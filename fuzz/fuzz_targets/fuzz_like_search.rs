//! Fuzz target for pattern decomposition and LIKE search.
//!
//! Any UTF-8 pattern must decompose into a non-empty key list, and searching
//! an index must return every document whose word contains the pattern's
//! literal runs in the required positions. The cheap check here: a word equal
//! to the pattern with wildcards removed always matches when the pattern has
//! no `_`.

#![no_main]

use arbitrary::Arbitrary;
use libfuzzer_sys::fuzz_target;
use permuterm_core::{decompose, PermutermIndex, QueryPlanner, SENTINEL};

#[derive(Debug, Arbitrary)]
struct Input {
    pattern: String,
    words: Vec<String>,
    prune: bool,
}

fuzz_target!(|input: Input| {
    let query = decompose(&input.pattern);
    assert!(!query.is_empty());

    let mut config = permuterm_core::PermutermConfig::default();
    config.pruning.enabled = input.prune;
    let planner = QueryPlanner::from_config(&config);

    let mut index = PermutermIndex::new();
    let mut next_id = 0u64;
    for word in input.words.iter().take(64) {
        if word.bytes().any(|b| b == SENTINEL) {
            assert!(index.insert(next_id, word).is_err());
            continue;
        }
        index.insert(next_id, word).expect("valid word");
        next_id += 1;
    }

    let collapsed: String = input.pattern.chars().filter(|&c| c != '%').collect();
    let has_sentinel = input.pattern.bytes().any(|b| b == SENTINEL);
    if !collapsed.contains('_') && !has_sentinel {
        index.insert(next_id, &collapsed).expect("valid word");
        let found = index
            .search_like(&input.pattern, &planner)
            .expect("stored keys decode");
        assert!(found.contains(next_id as u32), "{:?} missed {:?}", input.pattern, collapsed);
    } else {
        let _ = index.search_like(&input.pattern, &planner);
    }
});
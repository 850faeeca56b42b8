//! Thread-safe wrapper around [`PermutermIndex`].

use parking_lot::RwLock;
use roaring::RoaringBitmap;

use super::permuterm::{PermutermIndex, PermutermStats};
use crate::error::Result;
use crate::planner::QueryPlanner;

/// [`PermutermIndex`] behind a reader-writer lock.
///
/// Searches take the read lock and run in parallel; inserts and removals
/// take the write lock.
#[derive(Debug, Default)]
pub struct ConcurrentPermutermIndex {
    inner: RwLock<PermutermIndex>,
}

impl ConcurrentPermutermIndex {
    /// Create a new empty concurrent index.
    #[must_use]
    pub fn new() -> Self {
        Self::default()
    }

    /// Insert a document (write lock).
    ///
    /// # Errors
    ///
    /// See [`PermutermIndex::insert`].
    pub fn insert(&self, doc_id: u64, text: &str) -> Result<()> {
        self.inner.write().insert(doc_id, text)
    }

    /// Remove a document (write lock).
    pub fn remove(&self, doc_id: u64) -> bool {
        self.inner.write().remove(doc_id)
    }

    /// Search for candidate documents (read lock).
    ///
    /// # Errors
    ///
    /// See [`PermutermIndex::search_like`].
    pub fn search_like(&self, pattern: &str, planner: &QueryPlanner) -> Result<RoaringBitmap> {
        self.inner.read().search_like(pattern, planner)
    }

    /// Get document count (read lock).
    #[must_use]
    pub fn doc_count(&self) -> u64 {
        self.inner.read().doc_count()
    }

    /// Get index statistics (read lock).
    #[must_use]
    pub fn stats(&self) -> PermutermStats {
        self.inner.read().stats()
    }
}
//! Tests for `key` module

use super::error::Error;
use super::key::*;

// ========== PositionFlags Tests ==========

#[test]
fn test_flags_bit_values() {
    assert_eq!(PositionFlags::BEGIN.bits(), 0x01);
    assert_eq!(PositionFlags::MIDDLE.bits(), 0x02);
    assert_eq!(PositionFlags::END.bits(), 0x04);
    assert!(PositionFlags::NONE.is_empty());
}

#[test]
fn test_flags_combine() {
    let flags = PositionFlags::MIDDLE | PositionFlags::END;

    assert!(flags.contains(PositionFlags::MIDDLE));
    assert!(flags.contains(PositionFlags::END));
    assert!(!flags.contains(PositionFlags::BEGIN));
    assert!(flags.intersects(PositionFlags::END | PositionFlags::BEGIN));
    assert!(!flags.intersects(PositionFlags::BEGIN));
    assert_eq!(flags & PositionFlags::END, PositionFlags::END);
}

#[test]
fn test_flags_from_bits_rejects_unknown() {
    assert_eq!(PositionFlags::from_bits(0x05), Some(PositionFlags::BEGIN | PositionFlags::END));
    assert_eq!(PositionFlags::from_bits(0x08), None);
    assert_eq!(PositionFlags::from_bits(0xFF), None);
}

#[test]
fn test_flags_display() {
    assert_eq!(PositionFlags::NONE.to_string(), "NONE");
    assert_eq!(
        (PositionFlags::MIDDLE | PositionFlags::BEGIN).to_string(),
        "BEGIN|MIDDLE"
    );
}

// ========== Key Encoding Tests ==========

#[test]
fn test_empty_marker_is_single_sentinel() {
    assert_eq!(Key::EmptyMarker.encode(), vec![SENTINEL]);
    assert_eq!(Key::EmptyMarker.body(), &[SENTINEL]);
    assert_eq!(Key::EmptyMarker.encoded_len(), 1);
}

#[test]
fn test_rotation_builder() {
    let key = Key::rotation(b"llo", b"he");
    assert_eq!(key, Key::Rotation(b"llo\0he".to_vec()));
    assert_eq!(key.encode(), b"llo\0he".to_vec());
    assert!(!key.is_flagged());
    assert_eq!(key.flags(), PositionFlags::NONE);
}

#[test]
fn test_flagged_encoding_prefixes_sentinel_and_flag() {
    let key = Key::flagged(PositionFlags::BEGIN, b"hel");

    assert_eq!(key.encode(), vec![SENTINEL, 0x01, b'h', b'e', b'l']);
    assert_eq!(key.encoded_len(), 5);
    assert_eq!(key.body(), b"hel");
    assert_eq!(key.flags(), PositionFlags::BEGIN);
}

#[test]
fn test_decode_each_variant() {
    let keys = [
        Key::EmptyMarker,
        Key::Rotation(b"o\0hell".to_vec()),
        Key::Literal(b"llo".to_vec()),
        Key::Literal(Vec::new()),
        Key::flagged(PositionFlags::MIDDLE | PositionFlags::END, b"cd"),
    ];

    for key in keys {
        let decoded = Key::decode(&key.encode()).expect("decode");
        assert_eq!(decoded, key);
    }
}

#[test]
fn test_decode_rejects_flag_without_literal() {
    let err = Key::decode(&[SENTINEL, 0x02]).unwrap_err();
    assert!(matches!(err, Error::MalformedKey(_)));
    assert_eq!(err.code(), "PERM-001");
}

#[test]
fn test_decode_rejects_unknown_flag_bits() {
    let err = Key::decode(&[SENTINEL, 0x40, b'a']).unwrap_err();
    assert!(matches!(err, Error::MalformedKey(_)));
}

#[test]
fn test_decode_rejects_zero_flag() {
    assert!(Key::decode(&[SENTINEL, 0x00, b'a']).is_err());
}

#[test]
fn test_key_display_uses_marker() {
    assert_eq!(Key::rotation(b"lo", b"hel").to_string(), "lo$hel");
    assert_eq!(Key::EmptyMarker.to_string(), "$");
    assert_eq!(
        Key::flagged(PositionFlags::BEGIN, b"hel").to_string(),
        "$[BEGIN]hel"
    );
}

#[test]
fn test_render_sentinel() {
    assert_eq!(render_sentinel(b""), "");
    assert_eq!(render_sentinel(b"\0"), "$");
    assert_eq!(render_sentinel(b"hello\0"), "hello$");
    assert_eq!(render_sentinel("é\0caf".as_bytes()), "é$caf");
}

// ========== SearchKey / QueryKeys Tests ==========

#[test]
fn test_search_key_modes() {
    assert!(!SearchKey::exact(Key::EmptyMarker).partial_match);
    assert!(SearchKey::partial(Key::Literal(b"x".to_vec())).partial_match);
}

#[test]
fn test_query_keys_parallel_views() {
    let query = QueryKeys::from(vec![
        SearchKey::partial(Key::rotation(b"ab", b"")),
        SearchKey::partial(Key::flagged(PositionFlags::MIDDLE, b"c")),
    ]);

    assert_eq!(query.len(), 2);
    assert_eq!(
        query.encoded(),
        vec![b"ab\0".to_vec(), vec![SENTINEL, 0x02, b'c']]
    );
    assert_eq!(query.partial_match_flags(), vec![true, true]);
}
//! Tests for `rotation` module

use super::key::{Key, SENTINEL};
use super::pattern::decompose;
use super::rotation::*;

#[test]
fn test_hello_rotations() {
    let keys = extract_stored_keys("hello");

    let expected: Vec<Key> = [
        &b"hello\0"[..],
        b"ello\0h",
        b"llo\0he",
        b"lo\0hel",
        b"o\0hell",
    ]
    .iter()
    .map(|body| Key::Rotation(body.to_vec()))
    .collect();
    assert_eq!(keys, expected);
}

#[test]
fn test_permute_renders_marker() {
    assert_eq!(
        permute("hello"),
        vec!["hello$", "ello$h", "llo$he", "lo$hel", "o$hell"]
    );
}

#[test]
fn test_empty_word_is_single_marker() {
    assert_eq!(extract_stored_keys(""), vec![Key::EmptyMarker]);
    assert_eq!(permute(""), vec!["$"]);
}

#[test]
fn test_single_char_word() {
    assert_eq!(extract_stored_keys("x"), vec![Key::Rotation(b"x\0".to_vec())]);
}

#[test]
fn test_rotations_follow_codepoints() {
    // 4 chars, 5 bytes
    let keys = extract_stored_keys("café");

    assert_eq!(keys.len(), 4);
    assert_eq!(
        permute("café"),
        vec!["café$", "afé$c", "fé$ca", "é$caf"]
    );
}

#[test]
fn test_rotation_keys_never_start_with_sentinel() {
    for word in ["a", "ab", "hello", "日本語", "aaaa"] {
        for key in extract_stored_keys(word) {
            assert_ne!(key.body()[0], SENTINEL, "{word}: {key}");
            assert!(!key.is_flagged());
        }
    }
}

#[test]
fn test_repeated_chars_still_distinct_keys() {
    let keys = extract_stored_keys("aaa");
    let mut bodies: Vec<_> = keys.iter().map(|k| k.body().to_vec()).collect();
    bodies.sort();
    bodies.dedup();
    assert_eq!(bodies.len(), 3);
}

#[test]
fn test_offset_zero_equals_exact_search_key() {
    for word in ["hello", "x", "naïve", "a b"] {
        let stored = extract_stored_keys(word);
        let query = decompose(word);

        assert_eq!(query.len(), 1);
        assert_eq!(query.as_slice()[0].key, stored[0], "{word}");
        assert!(!query.as_slice()[0].partial_match);
    }
}

mod proptest_tests {
    use super::*;
    use proptest::prelude::*;

    proptest! {
        #![proptest_config(ProptestConfig::with_cases(200))]

        /// Property: one key per character (one for the empty word).
        #[test]
        fn prop_key_count_matches_char_count(word in "\\PC{0,12}") {
            prop_assume!(!word.contains('\0'));
            let keys = extract_stored_keys(&word);
            prop_assert_eq!(keys.len(), word.chars().count().max(1));
        }

        /// Property: every cyclic rotation of the characters is present.
        #[test]
        fn prop_every_rotation_present(word in "[a-z\u{e9}\u{65e5}]{1,10}") {
            let chars: Vec<char> = word.chars().collect();
            let rendered = permute(&word);

            for i in 0..chars.len() {
                let suffix: String = chars[i..].iter().collect();
                let prefix: String = chars[..i].iter().collect();
                let expected = format!("{suffix}${prefix}");
                prop_assert_eq!(&rendered[i], &expected);
            }
        }

        /// Property: each key has exactly one sentinel, at a distinct position.
        #[test]
        fn prop_sentinel_positions_distinct(word in "[a-z]{1,16}") {
            let positions: Vec<usize> = extract_stored_keys(&word)
                .iter()
                .map(|k| {
                    let body = k.body();
                    prop_assert_eq!(body.iter().filter(|&&b| b == SENTINEL).count(), 1);
                    Ok(body.iter().position(|&b| b == SENTINEL).unwrap_or(usize::MAX))
                })
                .collect::<Result<_, TestCaseError>>()?;

            let mut unique = positions.clone();
            unique.sort_unstable();
            unique.dedup();
            prop_assert_eq!(unique.len(), positions.len());
        }
    }
}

AIM OF THE EXERCISE: Your answer must be every line from the listing above that holds the string "PermutermStats".

REPLY TO THE TASK:
use super::permuterm::{PermutermIndex, PermutermStats};
    pub fn stats(&self) -> PermutermStats {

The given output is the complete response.